** Opening Available records block **
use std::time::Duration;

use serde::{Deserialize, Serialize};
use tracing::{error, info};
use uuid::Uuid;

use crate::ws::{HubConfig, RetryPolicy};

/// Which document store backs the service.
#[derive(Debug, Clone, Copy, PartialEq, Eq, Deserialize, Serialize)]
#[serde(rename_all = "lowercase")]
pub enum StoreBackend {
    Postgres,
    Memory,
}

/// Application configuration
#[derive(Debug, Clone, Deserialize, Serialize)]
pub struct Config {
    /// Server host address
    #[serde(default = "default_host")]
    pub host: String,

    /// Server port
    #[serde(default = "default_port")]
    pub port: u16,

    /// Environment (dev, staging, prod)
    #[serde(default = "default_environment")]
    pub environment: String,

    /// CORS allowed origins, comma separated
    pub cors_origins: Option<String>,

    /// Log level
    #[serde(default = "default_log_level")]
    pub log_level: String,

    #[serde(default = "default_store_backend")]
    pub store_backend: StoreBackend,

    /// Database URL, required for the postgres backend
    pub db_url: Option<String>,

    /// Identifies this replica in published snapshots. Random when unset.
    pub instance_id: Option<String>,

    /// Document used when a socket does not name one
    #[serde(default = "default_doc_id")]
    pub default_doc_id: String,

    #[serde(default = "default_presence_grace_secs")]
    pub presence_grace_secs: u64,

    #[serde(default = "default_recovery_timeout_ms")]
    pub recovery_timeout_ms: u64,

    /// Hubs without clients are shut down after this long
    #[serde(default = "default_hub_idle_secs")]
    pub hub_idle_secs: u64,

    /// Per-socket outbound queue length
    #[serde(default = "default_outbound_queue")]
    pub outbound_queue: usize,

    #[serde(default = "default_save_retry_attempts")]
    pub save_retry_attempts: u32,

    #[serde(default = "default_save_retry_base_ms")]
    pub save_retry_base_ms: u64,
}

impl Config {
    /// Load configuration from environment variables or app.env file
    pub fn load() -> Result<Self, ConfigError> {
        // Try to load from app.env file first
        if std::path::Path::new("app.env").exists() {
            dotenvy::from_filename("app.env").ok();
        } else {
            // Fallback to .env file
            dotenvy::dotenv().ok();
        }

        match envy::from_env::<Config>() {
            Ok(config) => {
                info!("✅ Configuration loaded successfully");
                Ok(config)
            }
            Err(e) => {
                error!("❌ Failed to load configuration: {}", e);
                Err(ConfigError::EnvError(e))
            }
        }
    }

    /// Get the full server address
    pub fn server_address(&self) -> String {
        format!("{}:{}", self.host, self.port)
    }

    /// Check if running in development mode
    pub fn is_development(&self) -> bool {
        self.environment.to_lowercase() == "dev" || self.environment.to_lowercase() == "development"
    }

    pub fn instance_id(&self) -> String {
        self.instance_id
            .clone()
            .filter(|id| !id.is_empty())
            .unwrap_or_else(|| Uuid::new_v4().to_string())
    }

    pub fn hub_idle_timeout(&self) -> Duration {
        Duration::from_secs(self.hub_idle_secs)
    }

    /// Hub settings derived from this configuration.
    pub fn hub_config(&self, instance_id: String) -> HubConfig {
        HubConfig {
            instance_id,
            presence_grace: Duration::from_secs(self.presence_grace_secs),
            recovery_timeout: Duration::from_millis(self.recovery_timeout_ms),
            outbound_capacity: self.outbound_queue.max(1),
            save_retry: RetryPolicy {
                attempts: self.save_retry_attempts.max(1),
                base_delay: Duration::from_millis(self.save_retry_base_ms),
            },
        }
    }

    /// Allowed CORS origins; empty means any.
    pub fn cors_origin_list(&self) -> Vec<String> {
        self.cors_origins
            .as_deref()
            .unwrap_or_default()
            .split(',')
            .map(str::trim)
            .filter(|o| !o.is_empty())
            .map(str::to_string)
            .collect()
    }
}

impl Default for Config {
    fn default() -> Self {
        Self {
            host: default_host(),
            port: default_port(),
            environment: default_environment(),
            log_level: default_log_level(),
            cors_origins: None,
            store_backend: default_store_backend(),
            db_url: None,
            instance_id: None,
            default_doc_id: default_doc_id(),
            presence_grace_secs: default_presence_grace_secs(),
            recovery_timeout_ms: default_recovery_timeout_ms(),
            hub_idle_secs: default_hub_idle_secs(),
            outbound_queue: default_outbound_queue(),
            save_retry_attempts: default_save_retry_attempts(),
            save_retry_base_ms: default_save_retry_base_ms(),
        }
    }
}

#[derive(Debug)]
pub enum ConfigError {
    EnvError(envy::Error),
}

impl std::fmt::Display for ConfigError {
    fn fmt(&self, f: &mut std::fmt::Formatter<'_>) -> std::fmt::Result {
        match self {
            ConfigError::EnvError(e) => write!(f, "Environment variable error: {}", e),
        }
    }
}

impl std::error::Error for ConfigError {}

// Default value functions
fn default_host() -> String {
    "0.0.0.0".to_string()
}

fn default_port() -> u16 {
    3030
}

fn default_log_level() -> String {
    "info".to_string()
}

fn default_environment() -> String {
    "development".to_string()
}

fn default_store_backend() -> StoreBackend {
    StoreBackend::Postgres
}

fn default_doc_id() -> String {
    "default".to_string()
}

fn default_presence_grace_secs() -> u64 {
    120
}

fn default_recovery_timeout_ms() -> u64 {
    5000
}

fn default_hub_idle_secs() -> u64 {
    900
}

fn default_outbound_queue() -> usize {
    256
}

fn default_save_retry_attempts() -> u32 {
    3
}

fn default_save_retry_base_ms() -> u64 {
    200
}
** Closing Available records block **
| What this task involves |
Your answer should consist only of the lines from the one that holds "fn default_log_level() ->" to the end of the entries above, both ends included, each repeated exactly.

| Solution to the exercise |
fn default_log_level() -> String {
    "info".to_string()
}

fn default_environment() -> String {
    "development".to_string()
}

fn default_store_backend() -> StoreBackend {
    StoreBackend::Postgres
}

fn default_doc_id() -> String {
    "default".to_string()
}

fn default_presence_grace_secs() -> u64 {
    120
}

fn default_recovery_timeout_ms() -> u64 {
    5000
}

fn default_hub_idle_secs() -> u64 {
    900
}

fn default_outbound_queue() -> usize {
    256
}

fn default_save_retry_attempts() -> u32 {
    3
}

fn default_save_retry_base_ms() -> u64 {
    200
}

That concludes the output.